Why is it that the New Jersey legislature can’t take up the implementation part now that they have a roadmap? Two reasons….
Page 11 of the Roadmap outlines the panel’s conception of where the state will get the money to pay off that $180 billion in pension and health benefit liabilities:
…because local health benefits costs are so high, even moderate reforms would result in huge local savings. If aggregated, these savings could permit a higher overall level of post-reform benefits and more equitable State/local allocation of benefit obligations at no additional cost to local taxpayers. In contrast, as illustrated in Table IX in the Implementation Issues section of this Report, a State-level-only reform would generate a need for over $1.5 billion in new revenue at the State level. Given the dire need, the extent to which State funds already play a significant role in funding local benefits, and the fact that local savings would not exist but for statutory and constitutional reforms intended to address the State-level crisis, the Commission believes that it is appropriate to dedicate these local savings to help close the State and local pension funding gaps. At the same time, the Commission is sensitive to the existing burdens on municipalities and believes that the local impact of this approach should be limited to aggregating local savings for use in funding the pension deficit. As a result, this reform would be cost-neutral to local governments.
So how much was the state thinking of offloading?
Page 10 of the Roadmap outlines the panel’s conception of the benefits that it believes the state can afford:
Obviously, to be an effective reform, the new plans must also cost less going forward than the old plans would. As a starting point, the Commission has assumed that the employer and employee contributions would each be 4% of salary, with 8% employer and employee contributions for employees who, like many firefighters and police officers, do not participate in Social Security. Based on a total State/local government payroll of $26.637 billion, the Commission estimates the employer cost of the new plans would be $1.23 billion. The Commission believes that this is an affordable initial baseline for contributions, subject to augmentation in the event that quantification of costs and savings establishes the affordability of a higher level of employer contributions.
But what would that mean in real money for, let’s say, a public employee retiring after 25 years of service at a final salary of $100,000?
Below we compare what this retiree would get under the current plan formula* and then what they would have gotten had the cash balance plan being pushed been in place instead during their working lifetime under both the PERS and PFRS plans.

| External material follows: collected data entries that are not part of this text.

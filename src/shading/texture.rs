use bon::bon;
use image::RgbImage;

use crate::{geometry::TexturePoint, scene::SceneError, util::Color};

use super::Texture;

/// Mapping of texture coordinates outside of 0-1.
#[derive(Copy, Clone, Debug, Default, PartialEq, Eq)]
pub enum Wrap {
    #[default]
    Repeat,
    Clamp,
}

impl Wrap {
    fn apply(self, coord: f32) -> f32 {
        match self {
            Wrap::Repeat => coord.rem_euclid(1.0),
            Wrap::Clamp => coord.clamp(0.0, 1.0),
        }
    }
}

#[derive(Copy, Clone, Debug, Default, PartialEq, Eq)]
pub enum Filter {
    #[default]
    Nearest,
    /// Bilinear interpolation of the four closest texels.
    Linear,
}

/// How the texel combines with the shaded color.
#[derive(Copy, Clone, Debug, Default, PartialEq, Eq)]
pub enum TextureMode {
    #[default]
    Modulate,
    Replace,
}

/// RGB image addressed by texture coordinates.
/// `(0, 0)` is the center of the bottom left texel, `(1, 1)` of the top right one.
#[derive(Clone, Debug)]
pub struct Texture2D {
    image: RgbImage,
    wrap_s: Wrap,
    wrap_t: Wrap,
    filter: Filter,
    mode: TextureMode,
}

#[bon]
impl Texture2D {
    #[builder]
    pub fn new(
        image: RgbImage,
        #[builder(default)] wrap_s: Wrap,
        #[builder(default)] wrap_t: Wrap,
        #[builder(default)] filter: Filter,
        #[builder(default)] mode: TextureMode,
    ) -> Result<Self, SceneError> {
        if image.width() == 0 || image.height() == 0 {
            return Err(SceneError::EmptyTexture);
        }
        Ok(Texture2D {
            image,
            wrap_s,
            wrap_t,
            filter,
            mode,
        })
    }
}

impl Texture2D {
    pub fn sample(&self, tex_coord: TexturePoint) -> Color {
        let max_s = (self.image.width() - 1) as f32;
        let max_t = (self.image.height() - 1) as f32;
        let s = self.wrap_s.apply(tex_coord.x) * max_s;
        let t = self.wrap_t.apply(tex_coord.y) * max_t;

        match self.filter {
            Filter::Nearest => self.texel(s.round() as u32, t.round() as u32),
            Filter::Linear => {
                let (s0, t0) = (s.floor(), t.floor());
                let (ds, dt) = (s - s0, t - t0);
                let (s0, t0) = (s0 as u32, t0 as u32);
                let s1 = (s0 + 1).min(self.image.width() - 1);
                let t1 = (t0 + 1).min(self.image.height() - 1);

                let lower = self.texel(s0, t0) * (1.0 - ds) + self.texel(s1, t0) * ds;
                let upper = self.texel(s0, t1) * (1.0 - ds) + self.texel(s1, t1) * ds;
                lower * (1.0 - dt) + upper * dt
            }
        }
    }

    /// Texel in texture orientation, `t = 0` is the last image row.
    fn texel(&self, s: u32, t: u32) -> Color {
        let s = s.min(self.image.width() - 1);
        let row = self.image.height() - 1 - t.min(self.image.height() - 1);
        let [r, g, b] = self.image.get_pixel(s, row).0;
        Color::new(r as f32 / 255.0, g as f32 / 255.0, b as f32 / 255.0)
    }
}

impl Texture for Texture2D {
    fn apply(&self, color: Color, tex_coord: TexturePoint) -> Color {
        let texel = self.sample(tex_coord);
        match self.mode {
            TextureMode::Modulate => color * texel,
            TextureMode::Replace => texel,
        }
    }
}
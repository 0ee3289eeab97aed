mod instance_builder;
mod printing;
mod raw;
mod triangle_builder;

use std::collections::VecDeque;

use index_vec::IndexVec;

use crate::geometry::{SplitPlane, WorldBox};

pub use instance_builder::build_instance_tree;
pub use raw::{BuildStatistics, RawKdTree, RawNode, RawNodeIdx};
pub use triangle_builder::TriangleTreeBuilder;

/// Deepest node the builders may create, keeps traversal stacks bounded.
pub const MAX_DEPTH: usize = 127;

/// Tuning of the kd-tree builders.
#[derive(Clone, Debug, PartialEq, bon::Builder)]
pub struct BuildSettings {
    /// Cost of one traversal step relative to the triangle intersection cost.
    #[builder(default = 1.0)]
    pub traversal_cost: f32,
    #[builder(default = 1.4)]
    pub intersection_cost: f32,
    /// Clamped to `MAX_DEPTH`.
    #[builder(default = 64)]
    pub max_depth: usize,
}

impl Default for BuildSettings {
    fn default() -> Self {
        BuildSettings::builder().build()
    }
}

impl BuildSettings {
    pub(crate) fn depth_limit(&self) -> usize {
        self.max_depth.min(MAX_DEPTH)
    }
}

/// Flattened kd-tree used for traversal.
///
/// Nodes are stored breadth first, so the two children of an internal node are always
/// next to each other. Element ids of every leaf form a contiguous run in `elements`.
#[derive(Clone, Debug)]
pub struct KdTree {
    bounds: WorldBox,
    nodes: IndexVec<NodeIdx, CompactNode>,
    elements: Vec<u32>,
}

/// Node packed into two words.
///
/// The first word has the leaf flag in bit 31. Internal nodes keep the split axis in
/// bits 0-1 and the index of the left child in bits 2-30, the right child directly
/// follows the left one; the second word is the split position.
/// Leaves keep their element count in bits 0-30 and the start offset into the element
/// array in the second word.
#[repr(C)]
#[derive(Clone, Copy, PartialEq, Eq)]
pub struct CompactNode {
    data: u32,
    payload: u32,
}

#[derive(Clone, Debug, PartialEq)]
pub enum Node {
    Internal {
        plane: SplitPlane,
        left: NodeIdx,
    },
    Leaf {
        elements: std::ops::Range<usize>,
    },
}

impl CompactNode {
    const LEAF_FLAG: u32 = 1 << 31;
    const AXIS_BITS: u32 = 2;
    const AXIS_MASK: u32 = (1 << Self::AXIS_BITS) - 1;

    pub const MAX_INDEX: u32 = !Self::LEAF_FLAG >> Self::AXIS_BITS;
    pub const MAX_COUNT: u32 = !Self::LEAF_FLAG;

    /// Create an internal node, panics if the axis or index are out of range
    pub fn new_internal(plane: &SplitPlane, left: NodeIdx) -> Self {
        assert!(plane.axis < 3);
        assert!(left.raw() <= Self::MAX_INDEX);
        CompactNode {
            data: (left.raw() << Self::AXIS_BITS) | plane.axis as u32,
            payload: plane.position.to_bits(),
        }
    }

    /// Create a leaf node, panics if the count is out of range
    pub fn new_leaf(start: u32, count: u32) -> Self {
        assert!(count <= Self::MAX_COUNT);
        CompactNode {
            data: Self::LEAF_FLAG | count,
            payload: start,
        }
    }

    #[inline(always)]
    pub fn is_leaf(&self) -> bool {
        self.data & Self::LEAF_FLAG != 0
    }

    #[inline(always)]
    pub fn axis(&self) -> usize {
        (self.data & Self::AXIS_MASK) as usize
    }

    #[inline(always)]
    pub fn split(&self) -> f32 {
        f32::from_bits(self.payload)
    }

    /// Index of the left child, the right child is at `left + 1`.
    #[inline(always)]
    pub fn left_child(&self) -> usize {
        ((self.data & !Self::LEAF_FLAG) >> Self::AXIS_BITS) as usize
    }

    #[inline(always)]
    pub fn element_range(&self) -> std::ops::Range<usize> {
        let start = self.payload as usize;
        start..start + (self.data & !Self::LEAF_FLAG) as usize
    }

    pub fn decode(&self) -> Node {
        if self.is_leaf() {
            Node::Leaf {
                elements: self.element_range(),
            }
        } else {
            Node::Internal {
                plane: SplitPlane::new(self.axis(), self.split()),
                left: NodeIdx::from_usize(self.left_child()),
            }
        }
    }
}

impl std::fmt::Debug for CompactNode {
    fn fmt(&self, f: &mut std::fmt::Formatter<'_>) -> std::fmt::Result {
        f.debug_struct("CompactNode")
            .field("data", &self.data)
            .field("payload", &self.payload)
            .field("<decoded>", &self.decode())
            .finish()
    }
}

index_vec::define_index_type! {
    pub struct NodeIdx = u32;
    MAX_INDEX = CompactNode::MAX_INDEX as usize;
    IMPL_RAW_CONVERSIONS = true;
}

impl KdTree {
    /// Tree without any elements, every ray misses its bounds.
    pub fn empty() -> KdTree {
        KdTree::from_raw(RawKdTree::single_leaf(WorldBox::degenerate(), Vec::new()))
    }

    /// Flattens the raw tree breadth first.
    pub fn from_raw(mut raw: RawKdTree) -> KdTree {
        let mut nodes = IndexVec::with_capacity(raw.stats.node_count.max(1));
        let mut elements = Vec::with_capacity(raw.stats.element_count);

        if raw.nodes.is_empty() {
            nodes.push(CompactNode::new_leaf(0, 0));
        } else {
            let mut queue = VecDeque::new();
            queue.push_back(raw.root());
            let mut next_child = NodeIdx::from_raw(1);

            while let Some(index) = queue.pop_front() {
                match raw.take_node(index) {
                    RawNode::Internal { plane, left, right } => {
                        nodes.push(CompactNode::new_internal(&plane, next_child));
                        queue.push_back(left);
                        queue.push_back(right);
                        next_child += 2;
                    }
                    RawNode::Leaf { elements: ids } => {
                        nodes.push(CompactNode::new_leaf(elements.len() as u32, ids.len() as u32));
                        elements.extend(ids);
                    }
                }
            }
        }
        debug_assert!(raw.nodes.is_empty() || nodes.len() == raw.stats.node_count);

        KdTree {
            bounds: raw.bounds,
            nodes,
            elements,
        }
    }

    pub fn bounds(&self) -> &WorldBox {
        &self.bounds
    }

    pub fn root(&self) -> usize {
        0
    }

    #[inline(always)]
    pub fn node(&self, index: usize) -> &CompactNode {
        &self.nodes.raw[index]
    }

    /// Element ids stored in a leaf node.
    #[inline(always)]
    pub fn leaf_elements(&self, node: &CompactNode) -> &[u32] {
        &self.elements[node.element_range()]
    }

    pub fn node_count(&self) -> usize {
        self.nodes.len()
    }

    pub fn leaf_count(&self) -> usize {
        self.nodes.iter().filter(|node| node.is_leaf()).count()
    }

    /// Number of element references in all leaves, duplicates included.
    pub fn element_count(&self) -> usize {
        self.elements.len()
    }
}

impl Default for KdTree {
    fn default() -> Self {
        KdTree::empty()
    }
}

#[cfg(test)]
mod test {
    use super::*;
    use crate::geometry::WorldPoint;

    use assert2::{assert, let_assert};
    use test_strategy::proptest;

    #[proptest]
    fn internal_node_round_trip(
        #[strategy(0u32..=CompactNode::MAX_INDEX)] index: u32,
        #[strategy(0usize..3)] axis: usize,
        #[strategy(-1e6f32..1e6)] position: f32,
    ) {
        let node = CompactNode::new_internal(&SplitPlane::new(axis, position), index.into());
        assert!(!node.is_leaf());
        let_assert!(Node::Internal { plane, left } = node.decode());
        assert!(left.raw() == index);
        assert!(plane == SplitPlane::new(axis, position));
    }

    #[proptest]
    fn leaf_node_round_trip(start: u32, #[strategy(0u32..=CompactNode::MAX_COUNT)] count: u32) {
        let node = CompactNode::new_leaf(start, count);
        assert!(node.is_leaf());
        let_assert!(Node::Leaf { elements } = node.decode());
        assert!(elements.start == start as usize);
        assert!(elements.len() == count as usize);
    }

    #[test]
    fn negative_split_survives_packing() {
        let node = CompactNode::new_internal(&SplitPlane::new(2, -0.0), 5u32.into());
        assert!(node.split().is_sign_negative());
        assert!(node.axis() == 2);
    }

    #[test]
    #[should_panic]
    fn internal_index_out_of_range() {
        CompactNode::new_internal(
            &SplitPlane::new(0, 0.0),
            NodeIdx::from_raw_unchecked(CompactNode::MAX_INDEX + 1),
        );
    }

    #[test]
    #[should_panic]
    fn leaf_count_out_of_range() {
        CompactNode::new_leaf(0, CompactNode::MAX_COUNT + 1);
    }

    /// Root splits x, its left child splits y, three leaves.
    fn small_raw_tree() -> RawKdTree {
        let bounds = WorldBox::new(WorldPoint::new(0.0, 0.0, 0.0), WorldPoint::new(2.0, 2.0, 2.0));
        let mut raw = RawKdTree::new(bounds);
        let root = raw.push_placeholder();
        let inner = raw.push_placeholder();
        let a = raw.push_leaf(vec![0, 1], 2);
        let b = raw.push_leaf(vec![2], 2);
        let c = raw.push_leaf(vec![1, 3, 4], 1);
        raw.set_internal(inner, SplitPlane::new(1, 1.0), a, b);
        raw.set_internal(root, SplitPlane::new(0, 1.5), inner, c);
        raw.set_root(root);
        raw
    }

    #[test]
    fn conversion_is_breadth_first() {
        let tree = KdTree::from_raw(small_raw_tree());

        assert!(tree.node_count() == 5);
        assert!(tree.leaf_count() == 3);
        assert!(tree.element_count() == 6);

        let_assert!(Node::Internal { plane, left } = tree.node(0).decode());
        assert!(plane == SplitPlane::new(0, 1.5));
        assert!(left.index() == 1);

        let_assert!(Node::Internal { plane, left } = tree.node(1).decode());
        assert!(plane == SplitPlane::new(1, 1.0));
        assert!(left.index() == 3);

        assert!(tree.leaf_elements(tree.node(2)) == [1, 3, 4]);
        assert!(tree.leaf_elements(tree.node(3)) == [0, 1]);
        assert!(tree.leaf_elements(tree.node(4)) == [2]);
    }

    #[test]
    fn empty_tree() {
        let tree = KdTree::empty();
        assert!(tree.bounds().is_degenerate());
        assert!(tree.node_count() == 1);
        assert!(tree.node(tree.root()).is_leaf());
        assert!(tree.leaf_elements(tree.node(tree.root())).is_empty());
    }

    #[test]
    fn build_settings_defaults() {
        let settings = BuildSettings::default();
        assert!(settings.traversal_cost == 1.0);
        assert!(settings.intersection_cost == 1.4);
        assert!(settings.depth_limit() <= MAX_DEPTH);

        let deep = BuildSettings::builder().max_depth(1000).build();
        assert!(deep.depth_limit() == MAX_DEPTH);
    }
}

New Jersey is trying to entice the unions into accepting the Christie Freeze plan by dangling the remaining trust assets as bait. Page 6 of the Roadmap (with accompanying footnote 23) explains the deal:
transferring the assets, liabilities and full responsibility for the existing pension and new retirement plans to employee entities willing and able to assume this obligation. 23
23 The “employee entities” holding the plans may have to be structured as “government plans” to comply with ERISA and other regulatory requirements and tax considerations. In this Report, “employee entities” refers to plan structures that satisfy these requirements while providing employees with the greatest permissible degree of ownership and control over the assets and liabilities of the plans. Determining the exact form of entity that would satisfy these requirements will be one of the tasks to be undertaken by the Implementation Task Force discussed in this Report.
Later on page 12 of the report another sweetener:
The preceding elements of the Commission’s approach would reduce the State’s obligation to fund the existing pension plans to a predetermined sum each year. This would, in turn, facilitate transfer of the assets and liabilities of these plans and of the new retirement plans to employee entities willing and able to assume these obligations. If this were done, employees would control their own destiny with respect to these benefits – and assume the risk of managing the plans to ensure that the available funds are sufficient to pay for the provided benefits. This transfer would permit the State to provide the bond market with a much greater degree of cost certainty.
Here is the real deal on this proposed transfer:
The pension commission suggested implementing a cash balance plan (per page 10 of the Roadmap):
Once the existing pension plans are frozen, new plans would be needed to provide employees with the means to earn future retirement benefits. The Commission believes that what is known as a “cash balance” plan provides the best model for the new plans. A cash balance plan is a hybrid defined benefit plan that expresses the employee’s benefit as an account balance that, as proposed by the Commission, grows by “pay credits” based on an employee’s salary, and by periodic “interest credits” based on the account’s balance and some defined measure of investment performance. Under the form of a cash balance plan envisioned by the Commission, an employee would be guaranteed both the contributions based on pay credits made to his or her account.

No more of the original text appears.